Netflix’s best documentaries provide entertainment without guilt

Kalyn Dawes

After school ends, many find their post-school freedom short-lived, as countless hours of homework waltz back from the corners of students’ brains. But alas, once at home, many may feel as though they have been struck by writer’s block, mathematics’ block, linguistics’ block, and about every other block possible, except an entertainment block. Hours of procrastination lie within the somewhat disregarded documentary section of Netflix: the perfect place where one can be educated while neglecting their given education. These informational films cover a wide breadth of topics and genres, including biographies, true crime, politics and science. If you are looking for a way to procrastinate without the guilt, here are the highlights of each genre:


“Inside Bill’s Brain: Decoding Bill Gates,” a three-part docu-series by David Guggenheim, explores the achievements of multi-billionaire Bill Gates. Gates is well known for his net worth of $105 billion and the founding of Microsoft, however, his wide range of humanitarian projects are relatively unknown by most. The series flips back and forth between his childhood and his largest philanthropic projects: the Omni Processor, Global Polio Eradication Initiative and TerraPower. However, since the film covers a wide array of subjects, viewers can get lost in the quick transitions. While at times difficult to follow, this chaotic style was designed to replicate the thought process of Bill Gates’ mind, adding an impactful artistic element. Additionally, the film is interesting because it sheds light on STEM-based humanitarian aid, a field mainly comprised of liberal arts-focused visionaries.
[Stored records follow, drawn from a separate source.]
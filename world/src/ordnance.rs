//! Projectiles and effects spawned by weapons.

use mine_crawl_core::{EnemyId, OrdnanceKind, OrdnanceSnapshot, Vec2};

use crate::enemy::Enemy;

const SLASH_LIFE: f32 = 0.12;
const SLASH_CONE_DEGREES: f32 = 70.0;
const SLASH_KNOCKBACK: f32 = 60.0;
const CHARGE_SPEED: f32 = 120.0;
const CHARGE_LIFE: f32 = 4.0;
const CHARGE_TRIGGER: f32 = 14.0;
const CONTACT_BLAST_LIFE: f32 = 0.6;
const FUSE_BLAST_LIFE: f32 = 0.8;
const BLAST_CORE: f32 = 0.6;
const BLAST_SURGE: f32 = 0.1;
const BLAST_KNOCKBACK: f32 = 80.0;
const ORB_REACH: f32 = 12.0;
const ORB_INTERVAL: f32 = 0.12;
const ORB_KNOCKBACK: f32 = 30.0;
const HOMING_LIFE: f32 = 4.0;
const HOMING_TURN_RATE: f32 = 8.0;
const HOMING_REACH: f32 = 2.0;
const HOMING_KNOCKBACK: f32 = 40.0;

#[derive(Clone, Debug, PartialEq)]
enum Payload {
    Slash {
        direction: Vec2,
        range: f32,
        struck: bool,
    },
    Charge {
        target: Option<EnemyId>,
        velocity: Option<Vec2>,
        blast_radius: f32,
    },
    Blast {
        max_radius: f32,
    },
    Orb {
        angle: f32,
        orbit_radius: f32,
        angular_speed: f32,
        cooldown: f32,
    },
    Homing {
        target: Option<EnemyId>,
        velocity: Vec2,
        speed: f32,
    },
}

/// Surroundings an ordnance piece interacts with during a tick.
pub(crate) struct Field<'a> {
    pub(crate) enemies: &'a mut [Enemy],
    pub(crate) player: Vec2,
    pub(crate) spawned: Vec<Ordnance>,
}

/// Projectile or effect living in the current room.
#[derive(Clone, Debug, PartialEq)]
pub(crate) struct Ordnance {
    payload: Payload,
    position: Vec2,
    damage: u32,
    age: f32,
    life: f32,
}

impl Ordnance {
    fn new(payload: Payload, position: Vec2, damage: u32, life: f32) -> Self {
        Self {
            payload,
            position,
            damage,
            age: 0.0,
            life,
        }
    }

    pub(crate) fn slash(origin: Vec2, direction: Vec2, range: f32, damage: u32) -> Self {
        Self::new(
            Payload::Slash {
                direction,
                range,
                struck: false,
            },
            origin,
            damage,
            SLASH_LIFE,
        )
    }

    pub(crate) fn charge(
        origin: Vec2,
        target: Option<EnemyId>,
        damage: u32,
        blast_radius: f32,
    ) -> Self {
        Self::new(
            Payload::Charge {
                target,
                velocity: None,
                blast_radius,
            },
            origin,
            damage,
            CHARGE_LIFE,
        )
    }

    pub(crate) fn orb(
        owner: Vec2,
        angle: f32,
        orbit_radius: f32,
        angular_speed: f32,
        damage: u32,
        life: f32,
    ) -> Self {
        Self::new(
            Payload::Orb {
                angle,
                orbit_radius,
                angular_speed,
                cooldown: 0.0,
            },
            owner + Vec2::from_angle(angle) * orbit_radius,
            damage,
            life,
        )
    }

    pub(crate) fn homing(origin: Vec2, speed: f32, damage: u32) -> Self {
        Self::new(
            Payload::Homing {
                target: None,
                velocity: Vec2::ZERO,
                speed,
            },
            origin,
            damage,
            HOMING_LIFE,
        )
    }

    /// Creates an explosion, immediately hitting enemies near its core.
    fn detonate(
        position: Vec2,
        max_radius: f32,
        damage: u32,
        life: f32,
        enemies: &mut [Enemy],
    ) -> Self {
        strike(enemies, position, max_radius * BLAST_CORE, damage, BLAST_KNOCKBACK);
        Self::new(Payload::Blast { max_radius }, position, damage, life)
    }

    pub(crate) fn is_orb(&self) -> bool {
        matches!(self.payload, Payload::Orb { .. })
    }

    /// Advances the ordnance, returning `false` once it expired.
    pub(crate) fn advance(&mut self, dt: f32, field: &mut Field<'_>) -> bool {
        match &mut self.payload {
            Payload::Slash {
                direction,
                range,
                struck,
            } => {
                if !*struck {
                    slash(field.enemies, self.position, *direction, *range, self.damage);
                    *struck = true;
                }
                self.age += dt;
                self.age < self.life
            }
            Payload::Charge {
                target,
                velocity,
                blast_radius,
            } => {
                let velocity = *velocity.get_or_insert_with(|| {
                    let aim = target
                        .and_then(|id| living(field.enemies, id))
                        .map_or(field.player, Enemy::position);
                    let toward = aim - self.position;
                    if toward.length() > 0.001 {
                        toward.normalize() * CHARGE_SPEED
                    } else {
                        Vec2::ZERO
                    }
                });
                self.position += velocity * dt;

                let touching = field.enemies.iter().any(|enemy| {
                    enemy.is_alive()
                        && enemy.position().distance_squared(self.position)
                            <= CHARGE_TRIGGER * CHARGE_TRIGGER
                });
                if touching {
                    field.spawned.push(Self::detonate(
                        self.position,
                        *blast_radius,
                        self.damage,
                        CONTACT_BLAST_LIFE,
                        field.enemies,
                    ));
                    return false;
                }

                self.age += dt;
                if self.age >= self.life {
                    field.spawned.push(Self::detonate(
                        self.position,
                        *blast_radius,
                        self.damage,
                        FUSE_BLAST_LIFE,
                        field.enemies,
                    ));
                    return false;
                }
                true
            }
            Payload::Blast { max_radius } => {
                self.age += dt;
                if self.age >= self.life {
                    return false;
                }
                if self.age < BLAST_SURGE {
                    let radius = *max_radius * self.age / self.life;
                    strike(
                        field.enemies,
                        self.position,
                        radius,
                        self.damage / 2,
                        BLAST_KNOCKBACK,
                    );
                }
                true
            }
            Payload::Orb {
                angle,
                orbit_radius,
                angular_speed,
                cooldown,
            } => {
                *angle += *angular_speed * dt;
                self.position = field.player + Vec2::from_angle(*angle) * *orbit_radius;
                *cooldown -= dt;
                if *cooldown <= 0.0 {
                    strike(
                        field.enemies,
                        self.position,
                        ORB_REACH,
                        self.damage,
                        ORB_KNOCKBACK,
                    );
                    *cooldown = ORB_INTERVAL;
                }
                self.age += dt;
                self.age < self.life
            }
            Payload::Homing {
                target,
                velocity,
                speed,
            } => {
                if target.and_then(|id| living(field.enemies, id)).is_none() {
                    *target = nearest(field.enemies, self.position).map(Enemy::id);
                }

                match *target {
                    Some(id) => {
                        let Some(enemy) = field
                            .enemies
                            .iter_mut()
                            .find(|enemy| enemy.id() == id)
                        else {
                            return false;
                        };
                        let offset = enemy.position() - self.position;
                        let distance = offset.length();
                        if distance < HOMING_REACH {
                            let _ = enemy.damage(self.damage);
                            enemy.apply_knockback(push_direction(offset) * HOMING_KNOCKBACK);
                            return false;
                        }
                        let direction = offset / (distance + 1e-6);
                        let blend = (HOMING_TURN_RATE * dt).min(1.0);
                        *velocity += (direction * *speed - *velocity) * blend;
                        if velocity.length() > 0.001 {
                            *velocity = velocity.normalize() * *speed;
                        }
                    }
                    None if *velocity == Vec2::ZERO => return false,
                    None => {}
                }

                self.age += dt;
                if self.age >= self.life {
                    return false;
                }
                self.position += *velocity * dt;
                true
            }
        }
    }

    /// Ages the ordnance without touching enemies.
    pub(crate) fn fade(&mut self, dt: f32) -> bool {
        self.age += dt;
        self.age < self.life
    }

    pub(crate) fn snapshot(&self) -> OrdnanceSnapshot {
        let progress = if self.life > 0.0 {
            (self.age / self.life).min(1.0)
        } else {
            1.0
        };
        let (kind, radius) = match self.payload {
            Payload::Slash { range, .. } => (OrdnanceKind::Slash, range),
            Payload::Charge { .. } => (OrdnanceKind::Charge, 5.0),
            Payload::Blast { max_radius } => {
                (OrdnanceKind::Blast, max_radius * (0.3 + 0.7 * progress))
            }
            Payload::Orb { .. } => (OrdnanceKind::Orb, 5.0),
            Payload::Homing { .. } => (OrdnanceKind::Homing, 4.0),
        };
        OrdnanceSnapshot {
            kind,
            position: self.position,
            radius,
            progress,
        }
    }
}

/// Living enemy closest to `from`.
pub(crate) fn nearest(enemies: &[Enemy], from: Vec2) -> Option<&Enemy> {
    enemies
        .iter()
        .filter(|enemy| enemy.is_alive())
        .min_by(|a, b| {
            a.position()
                .distance_squared(from)
                .total_cmp(&b.position().distance_squared(from))
        })
}

fn living(enemies: &[Enemy], id: EnemyId) -> Option<&Enemy> {
    enemies
        .iter()
        .find(|enemy| enemy.id() == id && enemy.is_alive())
}

fn push_direction(offset: Vec2) -> Vec2 {
    let distance = offset.length();
    if distance > 0.001 {
        offset / distance
    } else {
        Vec2::new(0.0, -1.0)
    }
}

fn strike(enemies: &mut [Enemy], center: Vec2, radius: f32, damage: u32, knockback: f32) {
    for enemy in enemies.iter_mut().filter(|enemy| enemy.is_alive()) {
        let offset = enemy.position() - center;
        if offset.length_squared() > radius * radius {
            continue;
        }
        let _ = enemy.damage(damage);
        enemy.apply_knockback(push_direction(offset) * knockback);
    }
}

fn slash(enemies: &mut [Enemy], origin: Vec2, direction: Vec2, range: f32, damage: u32) {
    let cone_cos = (SLASH_CONE_DEGREES.to_radians() * 0.5).cos();
    for enemy in enemies.iter_mut().filter(|enemy| enemy.is_alive()) {
        let offset = enemy.position() - origin;
        let distance_squared = offset.length_squared();
        if distance_squared > range * range {
            continue;
        }
        let normal = offset / (distance_squared.sqrt() + 1e-6);
        if normal.dot(direction) >= cone_cos {
            let _ = enemy.damage(damage);
            enemy.apply_knockback(normal * SLASH_KNOCKBACK);
        }
    }
}

#[cfg(test)]
mod tests {
    use super::*;
    use mine_crawl_core::RoomId;

    fn enemy_at(id: u32, x: f32, y: f32) -> Enemy {
        Enemy::grunt(EnemyId::new(id), RoomId::new(0), Vec2::new(x, y), 1)
    }

    fn field(enemies: &mut [Enemy]) -> Field<'_> {
        Field {
            enemies,
            player: Vec2::new(100.0, 100.0),
            spawned: Vec::new(),
        }
    }

    #[test]
    fn slash_hits_only_inside_the_cone() {
        let mut enemies = vec![enemy_at(1, 100.0, 70.0), enemy_at(2, 100.0, 130.0)];
        let mut slash = Ordnance::slash(Vec2::new(100.0, 100.0), Vec2::new(0.0, -1.0), 48.0, 8);
        let mut field = field(&mut enemies);

        assert!(slash.advance(0.05, &mut field));
        assert!(!slash.advance(0.1, &mut field));
        assert_eq!(enemies[0].snapshot().hp, enemies[0].snapshot().max_hp - 8);
        assert_eq!(enemies[1].snapshot().hp, enemies[1].snapshot().max_hp);
    }

    #[test]
    fn charge_detonates_on_contact() {
        let mut enemies = vec![enemy_at(1, 110.0, 100.0)];
        let mut charge = Ordnance::charge(Vec2::new(100.0, 100.0), Some(EnemyId::new(1)), 10, 54.0);
        let mut field = field(&mut enemies);

        assert!(!charge.advance(0.016, &mut field));
        assert_eq!(field.spawned.len(), 1);
        assert_eq!(field.spawned[0].snapshot().kind, OrdnanceKind::Blast);
        assert_eq!(enemies[0].snapshot().hp, enemies[0].snapshot().max_hp - 10);
    }

    #[test]
    fn homing_expires_without_targets() {
        let mut enemies: Vec<Enemy> = Vec::new();
        let mut wisp = Ordnance::homing(Vec2::new(100.0, 100.0), 166.0, 24);
        let mut field = field(&mut enemies);
        assert!(!wisp.advance(0.016, &mut field));
    }

    #[test]
    fn orb_follows_the_player() {
        let mut enemies: Vec<Enemy> = Vec::new();
        let mut orb = Ordnance::orb(Vec2::new(100.0, 100.0), 0.0, 30.0, 0.0, 14, 7.2);
        let mut field = field(&mut enemies);
        field.player = Vec2::new(200.0, 200.0);
        assert!(orb.advance(0.016, &mut field));
        let position = orb.snapshot().position;
        assert!((position - Vec2::new(230.0, 200.0)).length() < 1e-3);
        assert!(orb.is_orb());
    }

    #[test]
    fn fading_never_outlives_the_effect() {
        let mut slash = Ordnance::slash(Vec2::ZERO, Vec2::X, 48.0, 8);
        assert!(slash.fade(0.1));
        assert!(!slash.fade(0.1));
    }
}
The STEM approach to these problems is rooted within their causes and solutions; rather than trying to ignite worldwide change, the field attempts to solve problems one by one in a slow, yet progressive way.

True Crime

“Abducted in Plain Sight,” directed by Skye Borgman, investigates the circumstances of the shocking two-time kidnapping of 12-year-old Jan Broberg in 1974. Composed of cinematic reenactments, Ken Burns-style photographs and audio files, the documentary seems more like a seventh-grade iMovie project than a Netflix film. While not the strongest in regards to production, it is certainly rich in narrative, leaving the viewer in disgust at every turn of events. Additionally, the movie has an array of sentimental interviews from Jan Broberg and her family. Hearing the story directly from those who went through it provides an emotional allure, which emphasizes the rawness of this true story.


Photo courtesy of Victoria Pickering
Stone struts his iconic “Harry Potter on a sunny day” glasses.

“Get Me Roger Stone,” a 2017 documentary by Dylan Bank, Daniel DiMauro and Morgan Pehme explores the life and irresistible personality of “the man behind the devil,” Roger Stone. The film explains Stone’s influence as a political strategist on various republican political campaigns and presidencies, such as Richard Nixon, Ronald Reagan and Donald Trump. Stone is infamous for his evolutionary changes to the Republican party, such as the creation of the “bully” approach to politics and the modern sleazeball lobbyist. Stone’s unique personality captivates the audience and carries this film. It is narrated by Stone himself and structured around “Stone’s rules,” a list of Machiavellian, cutthroat rules that Stone lives by. While normally this would be an absurd and undoubtedly biased way of making a film, Stone depicts himself in a way that is equally, if not more, grotesque than his enemies’ descriptions. This is suiting, as he is a self-proclaimed “agent provocateur.” The film does a great job of providing context to Stone’s innumerable political misdemeanors. However, instead of condemning them, they are used as a framework for understanding his complex public persona.


The science section is undoubtedly the largest and most diverse documentary genre on Netflix. “Our Planet,” an environmental science docu-series, stood far apart from the rest due to its impactful cinematography and soundtrack, both inflicting fear and inspiring change. Created by the same team as the BBC nature series “Planet Earth,” this eight-part series took four years to complete, using over 600 cinematographers to capture the endless wildlife shots. While similar to “Planet Earth” in subject matter, the series is directed to educate viewers on the human impact on ecosystems, rather than ecosystems as a whole, showcasing the real-life horror story that is our current climate situation. BBC’s scientific approach to understanding the climate crisis paints a picture in a surprisingly emotional way that no viewer can ignore. Showing the beautiful ecosystems on Earth and then displaying their destruction by humans manifests guilt and responsibility within viewers in hopes to create change. This documentary will bring tears to the eyes of any viewer in a way that few other educational films can.